The continuous fighting and constant insecurity in Syria have affected all aspects of daily life, with millions of displaced and vulnerable people across the country depending on aid deliveries, and the basics of life – clean water, food and health care – nothing but a distant dream.

Since the beginning of the conflict in Syria, the ICRC, in partnership with the Syrian Arab Red Crescent (SARC), have been distributing food parcels to millions of people in need. Many of those who receive the relief aid find it hard to prepare cooked meals for want of fuel and other lack of money.

Thus, in 2014, the ICRC, through SARC, started to assist local charities to run collective kitchens that provide daily cooked meals to impoverished and vulnerable people.

Today, the ICRC supports around 17 collective kitchens in Aleppo, Homs, Lattakia, Rural Damascus and Damascus, providing daily meals to more than 250,000 people.
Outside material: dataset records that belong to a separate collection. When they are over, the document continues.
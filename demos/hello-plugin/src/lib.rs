//! Hello Plugin - A simple example module for modhost
//!
//! This module demonstrates:
//! - Basic module structure with the `export_plugin!` macro
//! - Declaring a host-version constraint in the manifest
//! - Reading and writing module-scoped configuration
//! - Registering a [`SettingsPanel`] extension during `on_start`
//!
//! ## Building
//!
//! ```bash
//! cargo build --release
//! ```
//!
//! ## Installing
//!
//! ```bash
//! modhost plugin install target/release/libhello_plugin.so
//! modhost plugin settings hello --set username=ada
//! ```

use std::collections::HashMap;
use std::sync::Arc;

use modhost_plugin_api::{
    HostServices, Plugin, PluginContext, PluginError, PluginManifest, SettingField, SettingsPanel,
    export_plugin,
};

const ID: &str = "hello";

/// Greets the configured user each time it starts.
#[derive(Default)]
pub struct HelloPlugin {
    starts: u32,
}

impl Plugin for HelloPlugin {
    fn manifest(&self) -> PluginManifest {
        PluginManifest {
            id: ID.to_string(),
            version: "0.1.0".to_string(),
            requires: ">=0.1.0".to_string(),
            description: "Greets the configured user on start".to_string(),
            provider: "modhost".to_string(),
            license: "MIT".to_string(),
            ..Default::default()
        }
    }

    fn on_start(&mut self, ctx: &mut PluginContext) -> Result<(), PluginError> {
        self.starts += 1;
        let username = ctx.config_get("username", "world");
        ctx.log_info(&format!(
            "Hello, {username}! (host {}, start #{})",
            ctx.host_version(),
            self.starts
        ));
        if ctx.config_get("debug", "false") == "true" {
            ctx.log_debug(&format!("Archive directory: {}", ctx.plugin_dir().display()));
        }

        ctx.register_extension::<dyn SettingsPanel>(Arc::new(HelloSettings {
            services: ctx.services(),
        }));
        Ok(())
    }

    fn on_stop(&mut self, ctx: &mut PluginContext) -> Result<(), PluginError> {
        ctx.log_info("Goodbye!");
        Ok(())
    }
}

/// Editable `username` and `debug` settings
struct HelloSettings {
    services: Arc<dyn HostServices>,
}

impl HelloSettings {
    const FIELDS: [(&'static str, &'static str, &'static str); 2] = [
        ("username", "Name to greet", "world"),
        ("debug", "Log extra detail", "false"),
    ];

    fn key(name: &str) -> String {
        format!("{ID}.{name}")
    }
}

impl SettingsPanel for HelloSettings {
    fn fields(&self) -> Vec<SettingField> {
        Self::FIELDS
            .iter()
            .map(|(name, label, default)| SettingField {
                name: name.to_string(),
                label: label.to_string(),
                value: self
                    .services
                    .config_value(&Self::key(name))
                    .unwrap_or_else(|| default.to_string()),
            })
            .collect()
    }

    fn save(&self, values: &HashMap<String, String>) -> Result<(), PluginError> {
        for (name, value) in values {
            if !Self::FIELDS.iter().any(|(known, _, _)| *known == name.as_str()) {
                return Err(PluginError::invalid_input(format!("unknown setting: {name}")));
            }
            if name == "debug" && value != "true" && value != "false" {
                return Err(PluginError::invalid_input("debug must be true or false"));
            }
            self.services.set_config_value(&Self::key(name), value)?;
        }
        Ok(())
    }
}

// This macro generates the C ABI entry points for dynamic loading
export_plugin!(HelloPlugin);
In Homs, the ICRC, working closely with SARC, supports six collective kitchens by providing bulk food and fuel for cooking. In addition, the ICRC has rehabilitated these kitchens and provided fridges, generators and other necessary equipment.

The collective kitchen in Al-Hamra, Homs city, started to function one year ago by providing meals for 1,000 people. Today, this kitchen now provides daily meals to around 2,000 people. It is run by six dedicated women who work tirelessly seven days a week from 08:00 to 18:00. It takes them around three hours to prepare the ingredients, wash and chop the vegetables.

At 12:00 they start cooking on just two ovens, and by 14:00 the meals are ready to be distributed, either to beneficiaries who come to the kitchen itself or to different points close to where the communities in need live. In both cases text messages are sent to various focal people who pass on the information.